=== TASK TO CARRY OUT ===
The lines from the start of the records through the one containing "use bitflags::bitflags;" are to be transcribed exactly, and nothing else.

╭─ EXTRACTED MATERIAL

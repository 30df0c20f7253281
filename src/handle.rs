//! The owning handle: lifetime, caching policy, cloning and path lookup.

use std::cell::Cell;
use std::os::unix::ffi::OsStrExt;
use std::os::unix::io::RawFd;
use std::path::PathBuf;

use bitflags::bitflags;

use crate::error::Error;
use crate::error::Result;
use crate::error::fatal;
use crate::error::track_fd;
use crate::native_handle::Disposition;
use crate::native_handle::NativeHandle;

/// Kernel caching policy for a handle.
///
/// The low bit of the discriminant encodes "issue safety fsyncs around
/// close and truncation", which is what
/// [`Handle::are_safety_fsyncs_issued`] consults.
#[derive(Clone, Copy, Debug, Eq, PartialEq, Hash)]
#[repr(u8)]
pub enum Caching {
    /// Keep whatever the handle already has (only meaningful for reopens).
    Unchanged = 0,
    /// No caching whatsoever: data and metadata reach storage on every
    /// write (`O_DIRECT | O_SYNC`).
    None = 1,
    /// Only metadata is cached; data bypasses the page cache (`O_DIRECT`).
    OnlyMetadata = 2,
    /// Reads are cached, writes are written through (`O_SYNC`).
    Reads = 3,
    /// Reads and writes are cached; durability only via explicit barriers.
    All = 4,
    /// Reads and metadata cached, write data written through (`O_DSYNC`).
    ReadsAndMetadata = 5,
    /// Fully cached and the filesystem may aggressively delay allocation;
    /// intended for files that rarely survive the process.
    Temporary = 6,
    /// Fully cached, plus an fsync on close and truncation.
    SafetyFsyncs = 7,
}

impl Caching {
    /// True if this policy implies fsyncs around close and truncation.
    pub fn implies_safety_fsyncs(self) -> bool {
        (self as u8) & 1 != 0
    }
}

bitflags! {
    /// Per-handle behaviour switches.
    #[derive(Debug, Clone, Copy, PartialEq, Eq, Hash)]
    pub struct HandleFlags: u32 {
        /// Unlink the file on last handle close.
        const UNLINK_ON_CLOSE = 1 << 0;
        /// Suppress the fsyncs otherwise implied by the caching policy.
        const DISABLE_SAFETY_FSYNCS = 1 << 1;
        /// Skip the inode identity capture at open, and with it the
        /// third-party-rename checks in relink and unlink.
        const DISABLE_SAFETY_UNLINKS = 1 << 2;
        /// Ask the kernel not to read ahead on this handle.
        const DISABLE_PREFETCHING = 1 << 3;
        /// Ask the kernel to read ahead aggressively on this handle.
        const MAXIMUM_PREFETCHING = 1 << 4;
        /// Set when byte-range locking fell back to process-wide POSIX
        /// locks, where closing any descriptor to the inode drops every
        /// lock this process holds on it.
        const BYTE_LOCK_INSANITY = 1 << 5;
        /// The inode has no path and ceases to exist on last close.
        const ANONYMOUS_INODE = 1 << 6;
    }
}

/// Owns a [`NativeHandle`] and closes it on drop.
///
/// Closing issues a preceding fsync when the caching policy requires
/// durability barriers. A close-time I/O failure is treated as fatal:
/// silently losing buffered data is worse than terminating.
#[derive(Debug)]
pub struct Handle {
    native: NativeHandle,
    caching: Caching,
    flags: Cell<HandleFlags>,
}

impl Handle {
    pub(crate) fn new(
        native: NativeHandle,
        caching: Caching,
        flags: HandleFlags,
    ) -> Handle {
        Handle {
            native,
            caching,
            flags: Cell::new(flags),
        }
    }

    /// The tagged descriptor.
    pub fn native_handle(&self) -> NativeHandle {
        self.native
    }

    /// The raw file descriptor.
    pub fn fd(&self) -> RawFd {
        self.native.fd
    }

    /// The caching policy this handle was opened with.
    pub fn caching(&self) -> Caching {
        self.caching
    }

    /// The behaviour switches on this handle.
    pub fn flags(&self) -> HandleFlags {
        self.flags.get()
    }

    pub(crate) fn insert_flags(&self, extra: HandleFlags) {
        self.flags.set(self.flags.get() | extra);
    }

    /// True if the handle is open.
    pub fn is_valid(&self) -> bool {
        self.native.is_valid()
    }

    /// True if reads are permitted.
    pub fn is_readable(&self) -> bool {
        self.native.is_readable()
    }

    /// True if writes are permitted.
    pub fn is_writable(&self) -> bool {
        self.native.is_writable()
    }

    /// True if all writes go to the end of the file.
    pub fn is_append_only(&self) -> bool {
        self.native.is_append_only()
    }

    /// True if I/O must be sector-aligned.
    pub fn requires_aligned_io(&self) -> bool {
        self.native.requires_aligned_io()
    }

    /// True if close and truncation are preceded by an fsync.
    pub fn are_safety_fsyncs_issued(&self) -> bool {
        !self.flags.get().contains(HandleFlags::DISABLE_SAFETY_FSYNCS)
            && self.caching.implies_safety_fsyncs()
    }

    /// Closes the handle.
    ///
    /// Close-time I/O failures abort the process, so the returned result is
    /// only an interface convention.
    pub fn close(mut self) -> Result<()> {
        self.close_impl();
        Ok(())
    }

    fn close_impl(&mut self) {
        if !self.native.is_valid() {
            return;
        }
        let fd = self.native.fd;
        if self.are_safety_fsyncs_issued() && self.native.is_writable() {
            if unsafe { libc::fsync(fd) } == -1 {
                fatal("fsync before close failed", &Error::last_os_error());
            }
        }
        if unsafe { libc::close(fd) } == -1 {
            fatal("close failed", &Error::last_os_error());
        }
        self.native = NativeHandle::invalid();
    }

    /// Duplicates the handle. The clone refers to the same open file
    /// description, so it shares the file position and byte-range locks.
    pub fn try_clone(&self) -> Result<Handle> {
        let _ctx = track_fd(self.fd());
        let fd = unsafe { libc::fcntl(self.fd(), libc::F_DUPFD_CLOEXEC, 0) };
        if fd == -1 {
            return Err(Error::last_os_error());
        }
        Ok(Handle {
            native: NativeHandle::new(fd, self.native.disposition),
            caching: self.caching,
            flags: Cell::new(self.flags.get()),
        })
    }

    /// Asks the kernel for its current name for the open inode.
    ///
    /// Returns the empty path when the inode is no longer linked anywhere in
    /// the filesystem. This call is expensive and inherently racy: the name
    /// may be stale by the time it is returned. Callers needing a stable
    /// anchor should hold a [`PathHandle`](crate::PathHandle) instead.
    pub fn current_path(&self) -> Result<PathBuf> {
        let _ctx = track_fd(self.fd());
        fd_current_path(self.fd())
    }

    /// Toggles append-only on the open file description.
    pub fn set_append_only(&mut self, enable: bool) -> Result<()> {
        let _ctx = track_fd(self.fd());
        let fl = unsafe { libc::fcntl(self.fd(), libc::F_GETFL) };
        if fl == -1 {
            return Err(Error::last_os_error());
        }
        let new = if enable {
            fl | libc::O_APPEND
        } else {
            fl & !libc::O_APPEND
        };
        if unsafe { libc::fcntl(self.fd(), libc::F_SETFL, new) } == -1 {
            return Err(Error::last_os_error());
        }
        if enable {
            self.native.disposition |= Disposition::APPEND_ONLY;
        } else {
            self.native.disposition -= Disposition::APPEND_ONLY;
        }
        Ok(())
    }

    /// Gives up ownership of the descriptor without closing it.
    pub(crate) fn release(&mut self) -> NativeHandle {
        self.native.take()
    }
}

impl Drop for Handle {
    fn drop(&mut self) {
        self.close_impl();
    }
}

/// `current_path()` for a raw descriptor. Also used by error construction,
/// so it must never itself capture paths (the caller holds the re-entry
/// guard).
#[cfg(any(target_os = "linux", target_os = "android"))]
pub(crate) fn fd_current_path(fd: RawFd) -> Result<PathBuf> {
    let link = format!("/proc/self/fd/{fd}");
    let path = std::fs::read_link(&link)
        .map_err(|e| Error::from_errno(e.raw_os_error().unwrap_or(libc::EIO)))?;
    // The kernel appends this marker once the inode has no remaining links.
    // A live file whose real name ends the same way is indistinguishable;
    // that ambiguity is inherent to the /proc interface.
    if path.as_os_str().as_bytes().ends_with(b" (deleted)") {
        return Ok(PathBuf::new());
    }
    Ok(path)
}

#[cfg(any(target_os = "macos", target_os = "ios"))]
pub(crate) fn fd_current_path(fd: RawFd) -> Result<PathBuf> {
    use std::ffi::OsStr;
    use std::mem::MaybeUninit;

    let mut stat = MaybeUninit::<libc::stat>::uninit();
    if unsafe { libc::fstat(fd, stat.as_mut_ptr()) } == -1 {
        return Err(Error::last_os_error());
    }
    let stat = unsafe { stat.assume_init() };

    let mut buf = [0u8; libc::PATH_MAX as usize];
    if unsafe { libc::fcntl(fd, libc::F_GETPATH, buf.as_mut_ptr()) } == -1 {
        return Err(Error::last_os_error());
    }
    let len = buf.iter().position(|&b| b == 0).unwrap_or(buf.len());
    let path = PathBuf::from(OsStr::from_bytes(&buf[..len]));

    // F_GETPATH can return the name the inode had before it was unlinked,
    // or a name since reused by a different inode. lstat and compare.
    let mut verify = MaybeUninit::<libc::stat>::uninit();
    let cpath = match std::ffi::CString::new(path.as_os_str().as_bytes()) {
        Ok(c) => c,
        Err(_) => return Ok(PathBuf::new()),
    };
    if unsafe { libc::lstat(cpath.as_ptr(), verify.as_mut_ptr()) } == -1 {
        return Ok(PathBuf::new());
    }
    let verify = unsafe { verify.assume_init() };
    if verify.st_dev != stat.st_dev || verify.st_ino != stat.st_ino {
        return Ok(PathBuf::new());
    }
    Ok(path)
}

#[cfg(target_os = "freebsd")]
pub(crate) fn fd_current_path(fd: RawFd) -> Result<PathBuf> {
    use std::ffi::OsStr;
    use std::mem::MaybeUninit;

    let mut kif = MaybeUninit::<libc::kinfo_file>::zeroed();
    unsafe {
        (*kif.as_mut_ptr()).kf_structsize = libc::KINFO_FILE_SIZE;
    }
    if unsafe { libc::fcntl(fd, libc::F_KINFO, kif.as_mut_ptr()) } == -1 {
        return Err(Error::last_os_error());
    }
    let kif = unsafe { kif.assume_init() };
    let bytes: &[u8] = unsafe {
        std::slice::from_raw_parts(kif.kf_path.as_ptr().cast(), kif.kf_path.len())
    };
    let len = bytes.iter().position(|&b| b == 0).unwrap_or(bytes.len());
    // An empty name means the kernel name cache has no entry, which is
    // indistinguishable from the inode having been deleted.
    Ok(PathBuf::from(OsStr::from_bytes(&bytes[..len])))
}

#[cfg(not(any(
    target_os = "linux",
    target_os = "android",
    target_os = "macos",
    target_os = "ios",
    target_os = "freebsd",
)))]
pub(crate) fn fd_current_path(_fd: RawFd) -> Result<PathBuf> {
    Err(Error::new(crate::error::ErrorKind::OperationNotSupported))
}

╰─

=== WRITTEN RESPONSE ===
repository 30df0c20f7253281
filename src/handle.rs
//! The owning handle: lifetime, caching policy, cloning and path lookup.

use std::cell::Cell;
use std::os::unix::ffi::OsStrExt;
use std::os::unix::io::RawFd;
use std::path::PathBuf;

use bitflags::bitflags;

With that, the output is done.